Las torres olvidadas

19 sep 2018 / 11:55 H.

Todavía recuerdo aquel 11 de septiembre de 2001, hace ya la friolera cifra temporal de diecisiete años. Mi madre me preparaba una merienda, la televisión del comedor estaba conectada y vi la imagen descompuesta de la periodista del Telediario de urgencia, Ana Blanco, en la Primera Cadena, relatando en un atroz directo algo que solamente podría ser digno de los mejores efectos especiales de la industria de cine estadounidense. Pero no, aquello era real, crudo pero tan real como la vida la misma, bueno, se trataba de la vida misma: un avión había colisionado contra la primera torre, luego otro, la catástrofe en vivo, la muerte, la desesperación, la volatilidad de la existencia, su fragilidad, el horror, la inhumanidad... No era posible, nos dice el cerebro, que esto pueda ocurrir, menos aún propiciado por un ser o seres de nuestra especie considerada cívica e inteligente. ¿Qué indiscriminado contenido habrá en esas malditas cabezas cuya inteligencia se trastrueca en feroz salvajismo y barbarie?
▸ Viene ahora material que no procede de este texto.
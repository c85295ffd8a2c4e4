//! Configuration module for the studio backend.
//!
//! All configuration is loaded from environment variables with sensible defaults.

use std::env;
use std::net::SocketAddr;
use std::path::PathBuf;

/// Default upload size limit (5 MiB).
const DEFAULT_MAX_UPLOAD_BYTES: usize = 5 * 1024 * 1024;

/// Minutes a session may stay unused before it is dropped.
const DEFAULT_SESSION_IDLE_MINUTES: i64 = 60;
const MAX_SESSION_IDLE_MINUTES: i64 = 60 * 24 * 365;

/// Credentials used to seed the first super admin on an empty database.
#[derive(Debug, Clone)]
pub struct BootstrapAdmin {
    pub username: String,
    pub password: String,
}

/// Application configuration loaded from environment variables.
#[derive(Debug, Clone)]
pub struct Config {
    /// Path to SQLite database file
    pub db_path: PathBuf,
    /// Directory where uploaded images are written
    pub upload_dir: PathBuf,
    /// Externally reachable base URL, used to build public image URLs
    pub public_url: String,
    /// Address to bind the server to
    pub bind_addr: SocketAddr,
    /// Log level (trace, debug, info, warn, error)
    pub log_level: String,
    /// Largest accepted image upload in bytes
    pub max_upload_bytes: usize,
    /// Minutes of inactivity after which a session expires
    pub session_idle_minutes: i64,
    /// Seed account created when no admin users exist
    pub bootstrap_admin: Option<BootstrapAdmin>,
}

impl Config {
    /// Load configuration from environment variables.
    pub fn from_env() -> Self {
        dotenvy::dotenv().ok();

        let db_path = env::var("STUDIO_DB_PATH")
            .unwrap_or_else(|_| "./data/studio.sqlite".to_string())
            .into();

        let upload_dir = env::var("STUDIO_UPLOAD_DIR")
            .unwrap_or_else(|_| "./data/uploads".to_string())
            .into();

        let public_url = env::var("STUDIO_PUBLIC_URL")
            .unwrap_or_else(|_| "http://127.0.0.1:8080".to_string())
            .trim_end_matches('/')
            .to_string();

        let bind_addr = env::var("STUDIO_BIND_ADDR")
            .unwrap_or_else(|_| "127.0.0.1:8080".to_string())
            .parse()
            .expect("Invalid STUDIO_BIND_ADDR format");

        let log_level = env::var("STUDIO_LOG_LEVEL").unwrap_or_else(|_| "info".to_string());

        let max_upload_bytes = env::var("STUDIO_MAX_UPLOAD_BYTES")
            .ok()
            .and_then(|v| v.parse().ok())
            .unwrap_or(DEFAULT_MAX_UPLOAD_BYTES);

        let session_idle_minutes = env::var("STUDIO_SESSION_IDLE_MINUTES")
            .ok()
            .and_then(|v| v.parse().ok())
            .filter(|minutes: &i64| (1..=MAX_SESSION_IDLE_MINUTES).contains(minutes))
            .unwrap_or(DEFAULT_SESSION_IDLE_MINUTES);

        let bootstrap_admin = match (
            env::var("STUDIO_BOOTSTRAP_USERNAME"),
            env::var("STUDIO_BOOTSTRAP_PASSWORD"),
        ) {
            (Ok(username), Ok(password)) if !username.is_empty() && !password.is_empty() => {
                Some(BootstrapAdmin { username, password })
            }
            _ => None,
        };

        Self {
            db_path,
            upload_dir,
            public_url,
            bind_addr,
            log_level,
            max_upload_bytes,
            session_idle_minutes,
            bootstrap_admin,
        }
    }
}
Llega un momento en que uno no sabe discernir quién es quién, el terrorismo es una lacra, pero “víctimas” y verdugos confunden sus papeles para entrar de lleno en un juego de perspectivas difícilmente asumible por el espectador pasivo, por el hombre y la mujer de a pie, por las pobres gentes que prefirieron precipitarse al vacío, sabiendo que pondrían fin a sus vidas, a morir quemados. Difícil elección frente a la desesperación. Cuando el horror llama a nuestra puerta nos anulamos y bloqueamos el instinto de supervivencia. No hay opción. Somos presuntos animales camino del matadero... Y sí, se acaba de cumplir el aniversario, aunque poco a poco se ha ido apagando el eco de la crueldad. Cientos de personas sepultadas por unos escombros que supusieron la losa de sus tumbas mientras todavía seguían respirando con la esperanza de un mañana que nunca les llegó. La angustia fue la protagonista de lo horrendo. Los gritos de socorro, como aullidos desconsolados de bestias que perecen en medio de la nada, fueron dando paso al silencio, al cero absoluto, al caos apaciguado. No hay nada —ni lo habrá jamás— que pueda justificar este comportamiento digno de seres sin escrúpulos y despreciables. ¡Malditos!